### EXERCISE AIM
If a line in the entries contains the string "bool", include that line in your answer.

[Stored dataset items]
┄┄┄┄┄┄

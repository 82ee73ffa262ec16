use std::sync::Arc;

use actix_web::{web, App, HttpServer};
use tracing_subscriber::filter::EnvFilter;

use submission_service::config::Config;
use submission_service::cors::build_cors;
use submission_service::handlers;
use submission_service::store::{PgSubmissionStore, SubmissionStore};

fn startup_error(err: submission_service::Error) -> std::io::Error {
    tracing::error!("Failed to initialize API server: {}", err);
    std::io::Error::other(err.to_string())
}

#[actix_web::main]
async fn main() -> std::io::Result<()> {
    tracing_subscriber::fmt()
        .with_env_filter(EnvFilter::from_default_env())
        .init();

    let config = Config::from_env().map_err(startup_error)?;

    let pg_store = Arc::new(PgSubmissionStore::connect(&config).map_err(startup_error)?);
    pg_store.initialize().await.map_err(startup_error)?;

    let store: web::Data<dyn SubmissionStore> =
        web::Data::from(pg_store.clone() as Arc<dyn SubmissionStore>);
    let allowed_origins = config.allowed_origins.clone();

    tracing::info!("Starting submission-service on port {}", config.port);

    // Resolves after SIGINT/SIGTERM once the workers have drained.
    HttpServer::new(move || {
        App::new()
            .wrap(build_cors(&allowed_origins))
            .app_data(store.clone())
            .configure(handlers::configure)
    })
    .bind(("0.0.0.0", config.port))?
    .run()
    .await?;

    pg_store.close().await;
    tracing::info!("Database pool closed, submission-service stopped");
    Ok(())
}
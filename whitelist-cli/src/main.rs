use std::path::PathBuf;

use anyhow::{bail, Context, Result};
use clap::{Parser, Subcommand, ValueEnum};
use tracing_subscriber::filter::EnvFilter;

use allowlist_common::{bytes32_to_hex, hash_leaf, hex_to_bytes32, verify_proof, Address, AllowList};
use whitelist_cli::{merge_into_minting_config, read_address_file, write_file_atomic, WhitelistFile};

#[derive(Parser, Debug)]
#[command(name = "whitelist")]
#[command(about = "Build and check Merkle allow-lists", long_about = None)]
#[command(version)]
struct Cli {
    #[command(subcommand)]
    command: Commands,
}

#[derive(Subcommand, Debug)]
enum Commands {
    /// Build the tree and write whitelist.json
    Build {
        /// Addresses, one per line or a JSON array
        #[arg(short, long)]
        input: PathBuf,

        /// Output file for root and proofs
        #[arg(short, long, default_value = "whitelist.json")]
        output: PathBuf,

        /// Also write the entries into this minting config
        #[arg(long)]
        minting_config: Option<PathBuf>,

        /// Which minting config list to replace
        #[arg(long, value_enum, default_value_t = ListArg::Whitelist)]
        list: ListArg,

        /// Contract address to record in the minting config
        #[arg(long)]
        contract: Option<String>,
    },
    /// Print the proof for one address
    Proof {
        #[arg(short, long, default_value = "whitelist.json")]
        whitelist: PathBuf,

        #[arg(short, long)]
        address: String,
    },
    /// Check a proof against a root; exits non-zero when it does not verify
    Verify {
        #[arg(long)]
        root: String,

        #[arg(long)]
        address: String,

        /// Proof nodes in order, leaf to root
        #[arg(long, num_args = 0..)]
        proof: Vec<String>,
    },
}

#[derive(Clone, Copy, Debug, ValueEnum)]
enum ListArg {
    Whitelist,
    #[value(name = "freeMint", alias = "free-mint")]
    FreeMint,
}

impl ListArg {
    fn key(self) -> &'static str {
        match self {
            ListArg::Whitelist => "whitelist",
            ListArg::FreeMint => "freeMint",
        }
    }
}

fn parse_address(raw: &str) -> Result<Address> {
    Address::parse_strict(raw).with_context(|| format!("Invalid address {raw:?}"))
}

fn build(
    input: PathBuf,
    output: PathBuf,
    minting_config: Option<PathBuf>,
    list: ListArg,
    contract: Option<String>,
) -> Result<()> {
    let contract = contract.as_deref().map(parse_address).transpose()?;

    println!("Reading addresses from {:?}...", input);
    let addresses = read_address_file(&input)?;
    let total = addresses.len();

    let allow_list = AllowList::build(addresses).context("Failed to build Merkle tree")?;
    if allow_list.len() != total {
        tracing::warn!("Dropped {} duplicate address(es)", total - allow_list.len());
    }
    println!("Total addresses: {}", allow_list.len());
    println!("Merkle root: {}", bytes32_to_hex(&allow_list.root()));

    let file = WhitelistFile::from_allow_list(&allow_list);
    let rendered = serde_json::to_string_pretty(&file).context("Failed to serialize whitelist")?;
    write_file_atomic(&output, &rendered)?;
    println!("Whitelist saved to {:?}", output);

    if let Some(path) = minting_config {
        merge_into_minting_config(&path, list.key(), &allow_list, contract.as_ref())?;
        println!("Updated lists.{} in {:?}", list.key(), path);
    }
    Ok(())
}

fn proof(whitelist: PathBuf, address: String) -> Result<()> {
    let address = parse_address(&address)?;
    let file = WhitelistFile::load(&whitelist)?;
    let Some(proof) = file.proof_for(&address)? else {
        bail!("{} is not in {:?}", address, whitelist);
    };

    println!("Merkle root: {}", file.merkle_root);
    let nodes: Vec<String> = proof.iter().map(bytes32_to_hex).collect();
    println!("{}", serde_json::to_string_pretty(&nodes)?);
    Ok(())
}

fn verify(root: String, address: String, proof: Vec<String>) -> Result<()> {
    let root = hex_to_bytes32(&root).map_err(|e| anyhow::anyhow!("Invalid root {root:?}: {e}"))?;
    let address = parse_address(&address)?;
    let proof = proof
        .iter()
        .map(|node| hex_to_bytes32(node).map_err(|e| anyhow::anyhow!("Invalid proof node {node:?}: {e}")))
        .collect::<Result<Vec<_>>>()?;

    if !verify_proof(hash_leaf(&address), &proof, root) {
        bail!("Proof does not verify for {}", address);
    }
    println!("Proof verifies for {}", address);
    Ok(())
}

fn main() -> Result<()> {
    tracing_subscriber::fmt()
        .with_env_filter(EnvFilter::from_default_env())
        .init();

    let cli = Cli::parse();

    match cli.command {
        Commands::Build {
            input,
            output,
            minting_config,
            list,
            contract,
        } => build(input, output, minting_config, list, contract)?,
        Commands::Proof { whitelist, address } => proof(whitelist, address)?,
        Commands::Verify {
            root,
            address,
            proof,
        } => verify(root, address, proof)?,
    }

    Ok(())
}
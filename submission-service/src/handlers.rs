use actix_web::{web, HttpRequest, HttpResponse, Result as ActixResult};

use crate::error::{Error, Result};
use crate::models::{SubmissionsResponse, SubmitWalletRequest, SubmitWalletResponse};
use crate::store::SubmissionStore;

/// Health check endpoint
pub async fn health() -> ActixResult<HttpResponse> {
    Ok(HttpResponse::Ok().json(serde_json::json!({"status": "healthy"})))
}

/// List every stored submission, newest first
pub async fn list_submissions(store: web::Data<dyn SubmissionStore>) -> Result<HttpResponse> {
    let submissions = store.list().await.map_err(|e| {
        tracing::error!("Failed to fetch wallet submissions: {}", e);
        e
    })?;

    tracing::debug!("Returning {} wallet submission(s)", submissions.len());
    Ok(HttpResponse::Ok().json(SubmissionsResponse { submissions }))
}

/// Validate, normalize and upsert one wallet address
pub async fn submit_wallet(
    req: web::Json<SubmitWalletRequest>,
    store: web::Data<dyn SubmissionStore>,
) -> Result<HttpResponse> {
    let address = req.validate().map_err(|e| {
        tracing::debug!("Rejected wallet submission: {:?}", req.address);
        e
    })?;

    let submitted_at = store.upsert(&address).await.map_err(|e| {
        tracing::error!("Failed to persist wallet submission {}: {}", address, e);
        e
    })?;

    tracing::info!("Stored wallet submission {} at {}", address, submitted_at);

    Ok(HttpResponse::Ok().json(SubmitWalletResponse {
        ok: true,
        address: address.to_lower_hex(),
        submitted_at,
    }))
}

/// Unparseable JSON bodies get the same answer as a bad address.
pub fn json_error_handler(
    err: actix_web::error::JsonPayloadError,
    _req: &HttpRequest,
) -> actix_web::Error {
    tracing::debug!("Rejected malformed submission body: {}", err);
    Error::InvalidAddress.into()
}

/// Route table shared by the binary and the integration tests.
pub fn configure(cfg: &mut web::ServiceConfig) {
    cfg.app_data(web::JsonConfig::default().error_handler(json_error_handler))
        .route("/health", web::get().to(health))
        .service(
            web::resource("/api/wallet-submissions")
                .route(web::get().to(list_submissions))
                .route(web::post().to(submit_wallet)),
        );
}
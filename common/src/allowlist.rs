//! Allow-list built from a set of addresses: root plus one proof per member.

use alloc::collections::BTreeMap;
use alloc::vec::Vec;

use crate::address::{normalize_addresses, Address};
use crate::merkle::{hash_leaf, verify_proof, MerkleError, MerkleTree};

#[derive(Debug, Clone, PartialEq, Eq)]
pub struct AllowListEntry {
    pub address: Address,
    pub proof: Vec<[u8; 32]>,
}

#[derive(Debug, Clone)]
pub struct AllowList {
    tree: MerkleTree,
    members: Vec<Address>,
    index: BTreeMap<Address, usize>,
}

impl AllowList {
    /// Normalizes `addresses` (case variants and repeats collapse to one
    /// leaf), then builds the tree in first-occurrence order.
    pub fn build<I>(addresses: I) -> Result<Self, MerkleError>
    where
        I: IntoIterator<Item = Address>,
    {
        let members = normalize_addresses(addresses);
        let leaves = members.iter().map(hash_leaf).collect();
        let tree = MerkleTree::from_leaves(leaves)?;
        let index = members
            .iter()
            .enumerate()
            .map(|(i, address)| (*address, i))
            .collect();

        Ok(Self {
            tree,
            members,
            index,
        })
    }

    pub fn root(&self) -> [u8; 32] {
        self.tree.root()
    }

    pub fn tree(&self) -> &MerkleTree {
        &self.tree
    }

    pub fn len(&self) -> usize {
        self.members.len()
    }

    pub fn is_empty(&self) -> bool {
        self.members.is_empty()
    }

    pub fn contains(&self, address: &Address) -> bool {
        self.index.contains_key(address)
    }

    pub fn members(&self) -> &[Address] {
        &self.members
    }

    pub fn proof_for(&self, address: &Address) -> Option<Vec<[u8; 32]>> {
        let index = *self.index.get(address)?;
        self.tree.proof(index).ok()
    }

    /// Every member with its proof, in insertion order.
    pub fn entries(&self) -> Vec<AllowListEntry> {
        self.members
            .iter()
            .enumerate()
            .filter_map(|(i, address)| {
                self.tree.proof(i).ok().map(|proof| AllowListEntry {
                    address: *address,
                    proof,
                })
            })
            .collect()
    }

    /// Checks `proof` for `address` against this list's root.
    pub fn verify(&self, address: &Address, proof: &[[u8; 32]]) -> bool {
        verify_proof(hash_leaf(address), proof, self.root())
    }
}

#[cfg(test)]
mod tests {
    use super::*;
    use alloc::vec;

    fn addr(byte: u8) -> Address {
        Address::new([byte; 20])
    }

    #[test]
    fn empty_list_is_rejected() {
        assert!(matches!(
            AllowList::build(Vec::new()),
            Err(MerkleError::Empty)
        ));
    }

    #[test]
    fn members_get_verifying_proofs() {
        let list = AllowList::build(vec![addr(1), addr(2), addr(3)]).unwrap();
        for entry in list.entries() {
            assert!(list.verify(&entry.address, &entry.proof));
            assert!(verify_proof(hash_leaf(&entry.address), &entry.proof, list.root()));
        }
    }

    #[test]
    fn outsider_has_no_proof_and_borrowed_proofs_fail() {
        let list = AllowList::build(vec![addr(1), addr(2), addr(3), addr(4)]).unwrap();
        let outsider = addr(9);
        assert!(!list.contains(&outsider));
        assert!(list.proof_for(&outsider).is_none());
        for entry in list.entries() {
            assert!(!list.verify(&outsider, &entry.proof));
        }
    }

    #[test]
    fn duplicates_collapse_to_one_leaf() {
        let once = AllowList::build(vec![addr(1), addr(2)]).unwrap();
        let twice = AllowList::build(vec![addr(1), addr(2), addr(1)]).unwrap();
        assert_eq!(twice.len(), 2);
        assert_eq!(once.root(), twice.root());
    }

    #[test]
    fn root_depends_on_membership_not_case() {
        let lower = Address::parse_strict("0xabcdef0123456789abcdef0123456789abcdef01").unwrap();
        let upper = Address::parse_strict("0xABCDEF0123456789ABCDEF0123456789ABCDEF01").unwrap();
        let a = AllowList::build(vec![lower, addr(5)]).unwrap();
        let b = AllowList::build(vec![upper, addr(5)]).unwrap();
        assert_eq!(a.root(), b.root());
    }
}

┄┄┄┄┄┄

### ANSWER BOX
    pub fn is_empty(&self) -> bool {
    pub fn contains(&self, address: &Address) -> bool {
    pub fn verify(&self, address: &Address, proof: &[[u8; 32]]) -> bool {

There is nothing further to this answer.